The point is that each of these universal approximators has a very different explanation of “how” they do what they do and yet they can all be made to look like they do the same thing as each other, as closely as you like. More generally, this gets at the notion of meta-interpretation. We can readily understand the mechanics of how a decision tree works, or nearest neighbours, or a neural network in general principles. This does not tell us what it is doing because that depends on the specifics of the of the parameters, structures and data involved. A general statement of “it does this sort of thing” is not sufficient to “understand” any particular instance.
To be fair to Harnad, there are a number of alternative ways you could think about his statement. You might declare it unfair to be allowed as much data as you want — “what we do” may mean “from scratch” rather than just at the point where we measure performance (although how you define the starting point which, given that certainly some of what humans do is simply innate, is somewhat problematic). In this case, you also have to invoke how you get from data to model, which machine learning probably does not do as efficiently as the human brain, at least for doing human sorts of things. But surely I can learn a complicated meta model of how one does that, and then I would still have many different paths to the same output.
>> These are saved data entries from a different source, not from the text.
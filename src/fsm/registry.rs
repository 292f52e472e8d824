//! Actuator registry — the owned record of every actuator's state.
//!
//! `ActuatorRegistry` is the single struct that the command dispatcher
//! and the confirmation engine read from and write to.  It lives inside
//! [`AppService`](crate::app::service::AppService) for the whole run;
//! nothing else holds actuator state.

use super::states::LogicalState;
use super::ActuatorId;

// ---------------------------------------------------------------------------
// Pending command
// ---------------------------------------------------------------------------

/// A command that was sent and still awaits sensor confirmation.
#[derive(Debug, Clone, Copy, PartialEq, Eq)]
pub struct PendingCommand {
    /// Monotonic time (ms) the current attempt was written to the line.
    pub since_ms: u64,
    /// Level that was commanded and will be resent on timeout.
    pub level: bool,
    /// 1 for the operator's command, +1 for every automatic resend.
    pub attempt: u32,
}

// ---------------------------------------------------------------------------
// Actuator record
// ---------------------------------------------------------------------------

#[derive(Debug, Clone)]
pub struct Actuator {
    id: ActuatorId,
    output_line: u32,
    commanded_level: bool,
    state: LogicalState,
    pending: Option<PendingCommand>,
}

impl Actuator {
    fn new(id: ActuatorId, output_line: u32) -> Self {
        Self {
            id,
            output_line,
            commanded_level: false,
            state: LogicalState::initial(id),
            pending: None,
        }
    }

    pub fn id(&self) -> ActuatorId {
        self.id
    }

    /// GPIO line offset this actuator drives.
    pub fn output_line(&self) -> u32 {
        self.output_line
    }

    /// Last level written to the output line.
    pub fn commanded_level(&self) -> bool {
        self.commanded_level
    }

    pub fn state(&self) -> LogicalState {
        self.state
    }

    pub fn pending(&self) -> Option<PendingCommand> {
        self.pending
    }

    pub fn is_pending(&self) -> bool {
        self.pending.is_some()
    }

    // ── Mutators (dispatcher + engine only) ──────────────────

    pub(crate) fn set_commanded_level(&mut self, level: bool) {
        self.commanded_level = level;
    }

    /// Wait for confirmation of an "on / extend" command.
    ///
    /// Only feedback-timed actuators can be armed; for the tool changer
    /// this settles to the commanded level instead.
    pub(crate) fn arm(&mut self, now_ms: u64, attempt: u32) {
        match LogicalState::pending(self.id) {
            Some(pending_state) => {
                self.pending = Some(PendingCommand {
                    since_ms: now_ms,
                    level: true,
                    attempt,
                });
                self.state = pending_state;
            }
            None => self.settle(self.commanded_level),
        }
    }

    /// Drop any pending wait and show the terminal state for `active`.
    pub(crate) fn settle(&mut self, active: bool) {
        self.pending = None;
        self.state = LogicalState::for_level(self.id, active);
    }

    /// Overwrite the displayed state without touching the pending wait.
    pub(crate) fn set_state(&mut self, state: LogicalState) {
        self.state = state;
    }
}

// ---------------------------------------------------------------------------
// ActuatorRegistry
// ---------------------------------------------------------------------------

/// Fixed-size table of all actuators, indexed by `ActuatorId as usize`.
#[derive(Debug, Clone)]
pub struct ActuatorRegistry {
    actuators: [Actuator; ActuatorId::COUNT],
}

impl ActuatorRegistry {
    /// Create the registry with every line inactive.
    /// `lines` is indexed by `ActuatorId as usize`.
    pub fn new(lines: [u32; ActuatorId::COUNT]) -> Self {
        Self {
            actuators: ActuatorId::ALL.map(|id| Actuator::new(id, lines[id.index()])),
        }
    }

    pub fn get(&self, id: ActuatorId) -> &Actuator {
        &self.actuators[id.index()]
    }

    pub(crate) fn get_mut(&mut self, id: ActuatorId) -> &mut Actuator {
        &mut self.actuators[id.index()]
    }

    pub fn iter(&self) -> impl Iterator<Item = &Actuator> {
        self.actuators.iter()
    }

    /// Logical states of all actuators, in registry order.
    pub fn snapshot(&self) -> [LogicalState; ActuatorId::COUNT] {
        ActuatorId::ALL.map(|id| self.get(id).state())
    }

    pub fn any_pending(&self) -> bool {
        self.actuators.iter().any(Actuator::is_pending)
    }
}
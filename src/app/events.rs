//! Outbound application events.
//!
//! The [`AppService`](super::service::AppService) emits these through the
//! [`EventSink`](super::ports::EventSink) port, and hands
//! [`StatusReport`]s to the [`StatusReporter`](super::ports::StatusReporter).
//! Adapters on the other side decide how to present them.

use crate::error::OutputError;
use crate::fsm::registry::ActuatorRegistry;
use crate::fsm::states::LogicalState;
use crate::fsm::ActuatorId;

/// Structured events emitted by the application core.
#[derive(Debug, Clone, PartialEq)]
pub enum AppEvent {
    /// The control loop is up; carries the line offset of each actuator.
    Started { lines: [u32; ActuatorId::COUNT] },

    /// An operator toggle was written to the output line.
    CommandSent {
        id: ActuatorId,
        level: bool,
        state: LogicalState,
    },

    /// A sensor confirmed a pending command.
    Confirmed { id: ActuatorId },

    /// A pending command was not confirmed in time.
    TimedOut {
        id: ActuatorId,
        attempt: u32,
        waited_ms: u64,
    },

    /// The line was reset and the command written again.
    Resent { id: ActuatorId, attempt: u32 },

    /// The retry cap was reached; the line is left inactive.
    RetriesExhausted { id: ActuatorId, attempts: u32 },

    /// A key with no function was pressed.
    UnmappedInput(char),

    /// Writing an output line failed.
    OutputWriteFailed {
        id: ActuatorId,
        line: u32,
        error: OutputError,
    },

    /// The control loop exited.
    Stopped(StopReason),
}

/// Why the control loop exited.
#[derive(Debug, Clone, Copy, PartialEq, Eq)]
pub enum StopReason {
    /// Operator pressed the quit key.
    Quit,
    /// SIGINT / Ctrl-C.
    Interrupted,
}

/// A point-in-time view of every actuator, handed to the status reporter.
#[derive(Debug, Clone, Copy, PartialEq, Eq)]
pub struct StatusReport {
    /// Monotonic time of the report (ms).
    pub timestamp_ms: u64,
    /// Logical state per actuator, indexed by `ActuatorId as usize`.
    pub states: [LogicalState; ActuatorId::COUNT],
}

impl StatusReport {
    /// Snapshot the registry.
    pub fn capture(registry: &ActuatorRegistry, timestamp_ms: u64) -> Self {
        Self {
            timestamp_ms,
            states: registry.snapshot(),
        }
    }

    pub fn state(&self, id: ActuatorId) -> LogicalState {
        self.states[id.index()]
    }
}
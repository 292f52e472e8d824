//! Per-kind logical states and their transition targets.
//!
//! ```text
//!  OFF ──[cmd ON]──▶ PENDING_ON ──[bit = 1]──▶ ON
//!   ▲                    │                      │
//!   └──────[cmd OFF]─────┴──────[cmd OFF]───────┘
//!
//!  RETRACTED ─▶ PENDING_EXTEND ─▶ EXTENDED     (same shape, cylinder)
//!
//!  LOCKED ◀──[toggle]──▶ UNLOCKED              (tool changer, no wait)
//! ```
//!
//! Each actuator kind gets its own enum so a vacuum can never be put in
//! `EXTENDED` and the cylinder can never be `LOCKED`.  [`LogicalState`]
//! wraps them for storage in the registry; the constructors below
//! always pick the variant that matches the given [`ActuatorId`].

use core::fmt;

use super::ActuatorId;

// ═══════════════════════════════════════════════════════════════════════════
//  Per-kind states
// ═══════════════════════════════════════════════════════════════════════════

#[derive(Debug, Clone, Copy, PartialEq, Eq)]
pub enum ToolChangerState {
    Locked,
    Unlocked,
}

#[derive(Debug, Clone, Copy, PartialEq, Eq)]
pub enum VacuumState {
    Off,
    PendingOn,
    On,
}

#[derive(Debug, Clone, Copy, PartialEq, Eq)]
pub enum CylinderState {
    Retracted,
    PendingExtend,
    Extended,
}

// ═══════════════════════════════════════════════════════════════════════════
//  LogicalState
// ═══════════════════════════════════════════════════════════════════════════

/// The displayed state of one actuator.
#[derive(Debug, Clone, Copy, PartialEq, Eq)]
pub enum LogicalState {
    ToolChanger(ToolChangerState),
    Vacuum(VacuumState),
    Cylinder(CylinderState),
}

impl LogicalState {
    /// State every actuator starts in (all lines inactive).
    pub fn initial(id: ActuatorId) -> Self {
        Self::de_energized(id)
    }

    /// Terminal state for an inactive output line.
    pub fn de_energized(id: ActuatorId) -> Self {
        match id {
            ActuatorId::ToolChanger => Self::ToolChanger(ToolChangerState::Locked),
            ActuatorId::LowerVacuum | ActuatorId::UpperVacuum => Self::Vacuum(VacuumState::Off),
            ActuatorId::Cylinder => Self::Cylinder(CylinderState::Retracted),
        }
    }

    /// Terminal state for an active, confirmed output line.
    pub fn energized(id: ActuatorId) -> Self {
        match id {
            ActuatorId::ToolChanger => Self::ToolChanger(ToolChangerState::Unlocked),
            ActuatorId::LowerVacuum | ActuatorId::UpperVacuum => Self::Vacuum(VacuumState::On),
            ActuatorId::Cylinder => Self::Cylinder(CylinderState::Extended),
        }
    }

    /// Transient state while an "on / extend" command awaits confirmation.
    /// `None` for the tool changer, which never waits.
    pub fn pending(id: ActuatorId) -> Option<Self> {
        match id {
            ActuatorId::ToolChanger => None,
            ActuatorId::LowerVacuum | ActuatorId::UpperVacuum => {
                Some(Self::Vacuum(VacuumState::PendingOn))
            }
            ActuatorId::Cylinder => Some(Self::Cylinder(CylinderState::PendingExtend)),
        }
    }

    /// Terminal state matching a plain output level.
    pub fn for_level(id: ActuatorId, active: bool) -> Self {
        if active {
            Self::energized(id)
        } else {
            Self::de_energized(id)
        }
    }

    pub fn is_pending(self) -> bool {
        matches!(
            self,
            Self::Vacuum(VacuumState::PendingOn) | Self::Cylinder(CylinderState::PendingExtend)
        )
    }

    /// Upper-case tag shown on the console.
    pub fn name(self) -> &'static str {
        match self {
            Self::ToolChanger(ToolChangerState::Locked) => "LOCKED",
            Self::ToolChanger(ToolChangerState::Unlocked) => "UNLOCKED",
            Self::Vacuum(VacuumState::Off) => "OFF",
            Self::Vacuum(VacuumState::PendingOn) => "PENDING_ON",
            Self::Vacuum(VacuumState::On) => "ON",
            Self::Cylinder(CylinderState::Retracted) => "RETRACTED",
            Self::Cylinder(CylinderState::PendingExtend) => "PENDING_EXTEND",
            Self::Cylinder(CylinderState::Extended) => "EXTENDED",
        }
    }
}

impl fmt::Display for LogicalState {
    fn fmt(&self, f: &mut fmt::Formatter<'_>) -> fmt::Result {
        f.write_str(self.name())
    }
}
Harnad might also have had a much more mechanistic approach in mind (I will get to explaining what that adjective means, someday): “If we can produce an understandable machine that does what humans do, then the explanation for how the machine does it is the explanation for how we do it.” This neatly steps around the teenager in the room and is something of an appeal to Ockham’s razor, relying on interpretability to exclude alternative, more complex, explanations. But that does actually need to be explicit: I might add something extraneous (in Biology, the human appendix is a great example) to the process and still have an understandable, if redundant, model. Simplicity is great for fitting the world into our heads, but to make a claim that the world really does try to minimize some notion of complexity takes more of a stretch.
Most of this blog is fairly ambivalent about the issues it presents, but for this particular post I am prepared to be definitive. The structure of a function, without its specifics, is not an explanation of the phenomenon that it mimics. This does not mean that universal approximators cannot (at least sometimes) produce interpretable prediction models, but the models must be interpreted in their specifics.
Next: on simplicity, approximate models and another commentary left over from McGill.
** And yes, the initial impetus for this blog was to provided just this retort, some 8 years too late.
** It is now pre-ordained that she will go into psychology just so the world can prove me wrong.